The star of Children of Divorce is Clara Bow who was an even bigger box office draw at the time than Angelina Jolie is now.

She grew up poor on the streets of Brooklyn. According to silent film actress Louise Brooks who was a friend of Clara's, Bow liked to say she came to Hollywood not through winning a beauty contest (as many stars claimed to have gotten their start) but through wining a personality contest. In her first film DOWN TO THE SEA IN SHIPS she played a spunky tom-boy. Then after making 23 films by the age of 18, mostly small uncredited parts, she starred in THE PLASTIC AGE as a sexy flapper and a star was born! Roaring twenties writer Elinor Glyn wrote about Clara Bow claiming she had "IT," - IT being sex appeal and so much more! This "IT girl" persona was capitalized upon by the studio who starred her in films with titles like IT - DAUGHTERS OF PLEASURE, THE ADVENTUROUS SEX, KISS ME AGAIN, FREE TO LOVE, MAN TRAP, DANGEROUS CURVES, NO LIMIT, CALL HER SAVAGE and this romance-society-melodrama -CHILDREN OF DIVORCE! But there was much more to her than just "IT." Bow was known for adding little pieces of business, human touches that made her character unpredictable, more real and fascinating.
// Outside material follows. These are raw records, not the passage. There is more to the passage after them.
//! # API Facade
//!
//! [`JotterApi`] is the single owner of client-side state: the loaded note
//! collection, the filtered view, the search/replacement input and the
//! in-flight replacement job. Every change goes through a transition method;
//! nothing else holds a mutable reference to that state.
//!
//! ## Phases
//!
//! ```text
//!            set_search_term(Some)         stage_replacement(Some)
//!   Idle ─────────────────────────▶ Searching ─────────────────────▶ PreviewingReplacement
//!    ▲  ◀───────────────────────── │  ◀──────────────────────────── │
//!    │       set_search_term(None)        cancel_replacement         │ confirm_replacement
//!    │                                                               ▼
//!    └──────────────── Reloading ◀──────────────────────── ReplacingInFlight
//!         reload ok                 batch settled
//! ```
//!
//! A successful reload always lands in `Idle` with the search input cleared.
//! A failed reload returns to whichever phase the search input implies and
//! keeps that input, so the user can retry.
//!
//! ## Partial failures
//!
//! When some updates in a batch fail, the API still reloads, so the local
//! view matches what the server now holds, and then returns
//! [`JotterError::PartialReplacement`] naming each failed note. Running the
//! same replacement again only targets notes that still contain the term.
//!
//! If that reload fails too, the failed notes travel in
//! [`JotterError::ReloadAfterBatch`] and stay on the pending job until a
//! later [`JotterApi::reload`] succeeds and reports them.
//!
//! ## Generic Over NoteStore
//!
//! - Production: `JotterApi<HttpStore>`
//! - Testing: `JotterApi<InMemoryStore>`

use crate::commands::replace::{self, JobState, Progress, ReplacementJob};
use crate::commands::{reload, search};
use crate::error::{JotterError, Result};
use crate::highlight::{self, Line};
use crate::model::{Note, SearchState};
use crate::store::NoteStore;
use chrono::{DateTime, Utc};
use std::sync::Arc;
use tracing::{debug, info};

pub use crate::commands::replace::{BatchReport, NoteOutcome};
pub use crate::commands::{CmdMessage, CmdResult, MessageLevel};

#[derive(Debug, Clone, Copy, PartialEq, Eq)]
pub enum Phase {
    Idle,
    Searching,
    PreviewingReplacement,
    ReplacingInFlight,
    Reloading,
}

/// How one note is shown in the list.
#[derive(Debug, Clone, PartialEq, Eq)]
pub enum NoteBody {
    /// No term active: first line only, no highlighting.
    Summary(String),
    /// Term active: every line, with matches marked.
    Lines(Vec<Line>),
}

#[derive(Debug, Clone, PartialEq, Eq)]
pub struct NoteView {
    pub id: String,
    pub created_at: DateTime<Utc>,
    pub body: NoteBody,
}

pub struct JotterApi<S: NoteStore> {
    store: Arc<S>,
    notes: Vec<Note>,
    filtered: Vec<Note>,
    search: SearchState,
    job: Option<ReplacementJob>,
    phase: Phase,
}

impl<S: NoteStore> JotterApi<S> {
    pub fn new(store: S) -> Self {
        Self {
            store: Arc::new(store),
            notes: Vec::new(),
            filtered: Vec::new(),
            search: SearchState::default(),
            job: None,
            phase: Phase::Idle,
        }
    }

    pub fn phase(&self) -> Phase {
        self.phase
    }

    pub fn notes(&self) -> &[Note] {
        &self.notes
    }

    pub fn filtered(&self) -> &[Note] {
        &self.filtered
    }

    pub fn search(&self) -> &SearchState {
        &self.search
    }

    /// A job whose batch has run but whose follow-up reload has not yet succeeded.
    pub fn pending_job(&self) -> Option<&ReplacementJob> {
        self.job.as_ref()
    }

    /// Initial fetch. Same semantics as [`reload`](Self::reload).
    pub async fn load(&mut self) -> Result<()> {
        self.reload().await
    }

    /// Replaces the collection with a fresh fetch and resets all derived state.
    ///
    /// On failure the previous collection, filtered view and search input are
    /// left exactly as they were. If a replacement job is pending and its
    /// batch had failed notes, the error is `ReloadAfterBatch` carrying them.
    ///
    /// A successful reload retires the pending job. When that job's batch had
    /// failed notes, the state is reconciled and the failures are then
    /// returned as `PartialReplacement`, so they are reported exactly once.
    pub async fn reload(&mut self) -> Result<()> {
        self.phase = Phase::Reloading;
        match reload::run(self.store.as_ref()).await {
            Ok(notes) => {
                self.filtered = notes.clone();
                self.notes = notes;
                self.search.clear();
                self.phase = Phase::Idle;
                if let Some(mut job) = self.job.take() {
                    job.mark_done();
                    debug!(completed = job.completed(), "replacement job retired");
                    if let Some(err) = job.report().and_then(BatchReport::failure_error) {
                        return Err(err);
                    }
                }
                Ok(())
            }
            Err(err) => {
                self.phase = self.resting_phase();
                match self.job.as_ref().and_then(|job| job.report()) {
                    Some(report) if !report.all_succeeded() => {
                        Err(JotterError::ReloadAfterBatch {
                            failures: report.failures(),
                            succeeded: report.succeeded(),
                            source: Box::new(err),
                        })
                    }
                    _ => Err(err),
                }
            }
        }
    }

    /// Sets or clears the search term and recomputes the filtered view.
    ///
    /// An empty term counts as no term. Clearing the term also drops any
    /// staged replacement.
    pub fn set_search_term(&mut self, term: Option<String>) {
        let term = term.filter(|t| !t.is_empty());
        if term.is_none() {
            self.search.replacement = None;
        }
        self.search.term = term;
        self.refilter();
        self.phase = self.resting_phase();
        debug!(term = ?self.search.term, visible = self.filtered.len(), "search updated");
    }

    /// Stages a replacement for preview. `Some("")` is a valid staged
    /// replacement (delete the term); `None` un-stages.
    pub fn stage_replacement(&mut self, replacement: Option<String>) -> Result<()> {
        if replacement.is_some() && self.search.term.is_none() {
            return Err(JotterError::Validation(
                "enter a search term before staging a replacement".into(),
            ));
        }
        self.search.replacement = replacement;
        self.phase = self.resting_phase();
        Ok(())
    }

    /// Drops the staged replacement. Only possible before confirmation; a
    /// confirmed batch always runs to completion.
    pub fn cancel_replacement(&mut self) {
        self.search.replacement = None;
        self.phase = self.resting_phase();
    }

    /// Rewrites the term across the current filtered view, then reloads.
    ///
    /// Validation errors are raised before any request is sent. `on_progress`
    /// is called after every successful update.
    pub async fn confirm_replacement<F>(&mut self, on_progress: F) -> Result<CmdResult>
    where
        F: FnMut(Progress),
    {
        if self.job.is_some() {
            return Err(JotterError::Validation(
                "the previous replacement has not been reconciled yet; reload first".into(),
            ));
        }
        let term = self
            .search
            .term
            .clone()
            .ok_or_else(|| JotterError::Validation("no search term entered".into()))?;
        let replacement = self
            .search
            .replacement
            .clone()
            .ok_or_else(|| JotterError::Validation("no replacement staged".into()))?;

        let mut job = ReplacementJob::new(self.filtered.clone(), term, replacement)?;
        info!(
            targets = job.total(),
            term = job.term(),
            replacement = job.replacement(),
            "replacement confirmed"
        );

        self.phase = Phase::ReplacingInFlight;
        let report = replace::run(&self.store, &mut job, on_progress).await;
        let report = match report {
            Ok(report) => report,
            Err(err) => {
                self.phase = self.resting_phase();
                return Err(err);
            }
        };
        self.job = Some(job);

        // Surfaces the batch's failed notes whether or not the reload succeeds.
        self.reload().await?;

        let mut result = CmdResult::default();
        result.add_message(CmdMessage::success(format!(
            "Replaced in {} note{}",
            report.succeeded(),
            if report.succeeded() == 1 { "" } else { "s" }
        )));
        Ok(result.with_report(report))
    }

    /// Display projection of the filtered view.
    pub fn note_views(&self) -> Vec<NoteView> {
        let term = self.search.term.as_deref();
        let replacement = self.search.replacement.as_deref();

        self.filtered
            .iter()
            .map(|note| {
                let body = match term {
                    None => NoteBody::Summary(highlight::first_line(note.text())),
                    Some(_) => NoteBody::Lines(highlight::render_lines(
                        note.text(),
                        term,
                        replacement,
                    )),
                };
                NoteView {
                    id: note.id.clone(),
                    created_at: note.created_at,
                    body,
                }
            })
            .collect()
    }

    /// Occurrences of the active term across the filtered view.
    pub fn match_count(&self) -> usize {
        self.search
            .term
            .as_deref()
            .map(|term| search::total_matches(&self.filtered, term))
            .unwrap_or(0)
    }

    pub fn job_state(&self) -> Option<JobState> {
        self.job.as_ref().map(|j| j.state())
    }

    fn refilter(&mut self) {
        self.filtered = search::filter(&self.notes, self.search.term.as_deref());
    }

    fn resting_phase(&self) -> Phase {
        match (&self.search.term, &self.search.replacement) {
            (Some(_), Some(_)) => Phase::PreviewingReplacement,
            (Some(_), None) => Phase::Searching,
            _ => Phase::Idle,
        }
    }
}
Clara also discovered a tall stuntman from Montana who had a 2 minute scene in WINGS and another 2 minute bit in her film IT, his name is Gary Cooper. (Gary, Indiana) Actor James Hall was originally chosen to play the male lead in CHILDREN OF DIVORCE, but the role was given to Gary Cooper at the insistence of star Clara Bow. The role helped to propel Cooper towards super stardom. Gary Cooper had appeared uncredited in over 20 films by the time CHILDREN OF DIVORCE came along. After this film he never went uncredited again. That's not to say he's really good in it. And I don't want to say Cooper is bad in it either, he was just young and not yet comfortable with acting. His character is a rich playboy type and it was probably the first time he'd ever worn fancy dinner clothes. One scene called for him to walk through a room where a party was going on. He was supposed to breezily stroll through the crowd flirting with the girls and sipping champagne from their glasses. But he was more nervous than a long tailed cat in a room full of rocking chairs. They did upwards of 30 takes as he continued to stumble and spill his champagne on the party goers. He was fired but the actor they replaced him with was even worse so he was summoned back, but only after they had spent a good amount of time searching for him. He had taken off for awhile to be alone, thinking his career was over.

One recent review described Children of Divorce as a woman's emotion picture with a soapy flavor centered on two friends played by Bow and Esther Ralston (best known as playing the mother in PETER PAN which we played here a few months ago). As the title suggests the film is full of lurid warnings about the dangers of divorce and the terrible effects on the next generation.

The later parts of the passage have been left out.